Roast Pork on Apples & Onions with Lady Sourmouth Gravy
Roast Pork Belly or Loin on Apples & Onions with Lady Sourmouth Gravy
As the evenings turn crisp and the markets fill with tart apples, this roast is a delicious way to welcome autumn. Apples and onions soften into a sweet, jammy bed while the crackling turns golden and crisp. A can of Monty Booch Lady Sourmouth brings a bright, appley tang that keeps everything lively, and the tray juices whisk into a glossy gravy you’ll want on everything.
Ingredients
- 1.5–2 kg pork belly or pork loin, skin on, scored
- 2 tbsp olive oil
- 2 tsp coarse sea salt
- 2 tsp fennel seeds (optional)
- 3 medium onions, thick rings
- 3 firm apples (e.g., Braeburn), wedges
- 4 garlic cloves, crushed (skin on)
- 3–4 sprigs thyme (or rosemary)
- 1 × 330 ml can Monty Booch Lady Sourmouth
- ~200 ml chicken stock (to reach ~500–550 ml total liquid)
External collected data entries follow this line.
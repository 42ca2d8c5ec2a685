//! Raw response completion and typed conversion

use super::records::{Episode, Movie, QueueItem};
use crate::error::{Error, Result};
use crate::types::{ApiVersion, JsonObject, JsonValue};
use serde::de::DeserializeOwned;
use tracing::error;

/// A record type the adapter can produce from raw service JSON
pub trait Normalize: DeserializeOwned {
    /// Entity name used in errors and logs
    const ENTITY: &'static str;

    /// Fill in keys the other API generation names differently.
    ///
    /// Only adds absent keys; existing values are left untouched.
    fn complete(raw: &mut JsonObject, version: ApiVersion);
}

impl Normalize for Episode {
    const ENTITY: &'static str = "episode";

    fn complete(raw: &mut JsonObject, _version: ApiVersion) {
        let Some(episode_file) = raw.get("episodeFile").cloned() else {
            return;
        };
        if !raw.contains_key("hasFile") {
            raw.insert("hasFile".into(), JsonValue::Bool(!episode_file.is_null()));
        }
        if !raw.contains_key("episodeFileId") {
            if let Some(id) = episode_file.get("id").filter(|id| !id.is_null()) {
                raw.insert("episodeFileId".into(), id.clone());
            }
        }
    }
}

impl Normalize for Movie {
    const ENTITY: &'static str = "movie";

    fn complete(raw: &mut JsonObject, version: ApiVersion) {
        if raw.contains_key("hasFile") {
            return;
        }
        if let Some(movie_file) = raw.get("movieFile") {
            let has_file = !movie_file.is_null();
            raw.insert("hasFile".into(), JsonValue::Bool(has_file));
        } else if version == ApiVersion::LegacyV1 {
            if let Some(downloaded) = raw.get("downloaded").and_then(JsonValue::as_bool) {
                raw.insert("hasFile".into(), JsonValue::Bool(downloaded));
            }
        }
    }
}

impl Normalize for QueueItem {
    const ENTITY: &'static str = "queue item";

    fn complete(raw: &mut JsonObject, _version: ApiVersion) {
        if raw.contains_key("protocol") {
            return;
        }
        if let Some(client) = raw.get("downloadClient").and_then(JsonValue::as_str) {
            let protocol = guess_protocol(client);
            raw.insert("protocol".into(), JsonValue::String(protocol.to_string()));
        }
    }
}

/// Guess the download protocol from a download client name
pub fn guess_protocol(download_client: &str) -> &'static str {
    let client = download_client.to_ascii_lowercase();
    if ["nzb", "sab", "usenet"].iter().any(|hint| client.contains(hint)) {
        "usenet"
    } else {
        "torrent"
    }
}

/// Complete and convert one raw record
pub fn adapt<T: Normalize>(raw: JsonValue, version: ApiVersion) -> Result<T> {
    let JsonValue::Object(mut object) = raw else {
        return Err(Error::schema(T::ENTITY, "record is not a JSON object"));
    };
    T::complete(&mut object, version);
    let label = record_label(&object);
    serde_json::from_value(JsonValue::Object(object))
        .map_err(|e| Error::schema(T::ENTITY, format!("{label}: {e}")))
}

/// Adapt every record, logging and skipping the ones that fail
pub fn adapt_all<T: Normalize>(records: Vec<JsonValue>, version: ApiVersion) -> Vec<T> {
    let total = records.len();
    let adapted: Vec<T> = records
        .into_iter()
        .filter_map(|raw| match adapt::<T>(raw, version) {
            Ok(record) => Some(record),
            Err(e) => {
                error!("Skipping {}", e);
                None
            }
        })
        .collect();

    if adapted.len() < total {
        error!(
            "{} of {} {} records could not be adapted",
            total - adapted.len(),
            total,
            T::ENTITY
        );
    }
    adapted
}

/// Extract the record list from a response body.
///
/// Arrays are returned as is, objects are unwrapped through `records`.
pub fn records_from_body(body: JsonValue, entity: &str) -> Result<Vec<JsonValue>> {
    match body {
        JsonValue::Array(records) => Ok(records),
        JsonValue::Object(mut object) => match object.remove("records") {
            Some(JsonValue::Array(records)) => Ok(records),
            Some(_) => Err(Error::schema(entity, "`records` is not an array")),
            None => Err(Error::schema(entity, "response holds no record list")),
        },
        other => Err(Error::schema(
            entity,
            format!("unexpected response body: {}", json_kind(&other)),
        )),
    }
}

fn record_label(object: &JsonObject) -> String {
    let title = object.get("title").and_then(JsonValue::as_str);
    let id = object.get("id").and_then(JsonValue::as_i64);
    match (title, id) {
        (Some(title), Some(id)) => format!("{title:?} (id {id})"),
        (Some(title), None) => format!("{title:?}"),
        (None, Some(id)) => format!("id {id}"),
        (None, None) => "record".to_string(),
    }
}

fn json_kind(value: &JsonValue) -> &'static str {
    match value {
        JsonValue::Null => "null",
        JsonValue::Bool(_) => "boolean",
        JsonValue::Number(_) => "number",
        JsonValue::String(_) => "string",
        JsonValue::Array(_) => "array",
        JsonValue::Object(_) => "object",
    }
}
- For the gravy: roasting juices, 1 tbsp plain flour, 150–200 ml extra chicken stock, salt & pepper
Tip: Leave the pork uncovered in the fridge for an hour (or overnight) to dry the skin for better crackling.
Method
If using Pork Belly
- Heat oven to 220°C (200°C fan) / 425°F. Scatter onions, apples, garlic and thyme in a roasting tray. Pour in the Lady Sourmouth and enough stock to total ~500–550 ml liquid.
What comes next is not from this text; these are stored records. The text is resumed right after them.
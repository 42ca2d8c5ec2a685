//! Service façades
//!
//! One client per configured server. Each resolves the server's API version
//! once at connect time, then exposes the poll operations, choosing endpoints
//! and query parameters for that version:
//!
//! | Client | Operation | Legacy (`/api`) | Versioned (`/api/v3`) |
//! |---|---|---|---|
//! | Sonarr | `missing` | calendar over the look-back window | paged `wanted/missing` |
//! | Sonarr | `future` | calendar over the look-ahead window | calendar with series |
//! | Sonarr | `queue` | plain array | paged queue |
//! | Radarr | `missing` | movie list | movie list |
//! | Radarr | `queue` | plain array | paged queue |
//!
//! Every operation returns the number of points written.

mod common;
mod context;
mod radarr;
mod sonarr;

pub use common::PAGE_SIZE;
pub use context::ClientContext;
pub use radarr::RadarrClient;
pub use sonarr::SonarrClient;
- Pat pork dry, rub with olive oil, salt and fennel seeds. Place on top, skin side up.
- Roast 25–30 minutes until the skin blisters.
- Reduce oven to 160°C (140°C fan) / 325°F and cook 2–2.5 hours until tender. Add a splash of stock if the tray looks dry.
- Rest pork on a board, loosely covered, for 15–20 minutes.
If using Pork Loin
- Heat oven to 220°C (200°C fan) / 425°F. Scatter onions, apples, garlic and thyme in a roasting tray. Pour in the Lady Sourmouth and enough stock to total ~500–550 ml liquid.
- Pat pork dry, rub with olive oil, salt and fennel seeds. Place on top, skin side up.
- Roast 20 minutes at high heat to start the crackling.
- Reduce oven to 180°C (160°C fan) / 350°F and roast for about 20 minutes per 500 g (approx. 1 hr–1 hr 15 for a 1.5 kg loin), until cooked through and juices run clear.
- Rest under loose foil for 20–25 minutes before carving.
For the Gravy
- Spoon off excess fat from the tray, leaving 2–3 tbsp.
- Stir in flour, cook briefly, then whisk in 150–200 ml stock. Scrape up fond, apples and onions.
- Simmer until glossy; season to taste. Strain for smooth gravy or keep rustic.
Serve
Slice the pork belly or loin, spoon over the Lady Sourmouth gravy, and serve with mash, roast roots, or greens.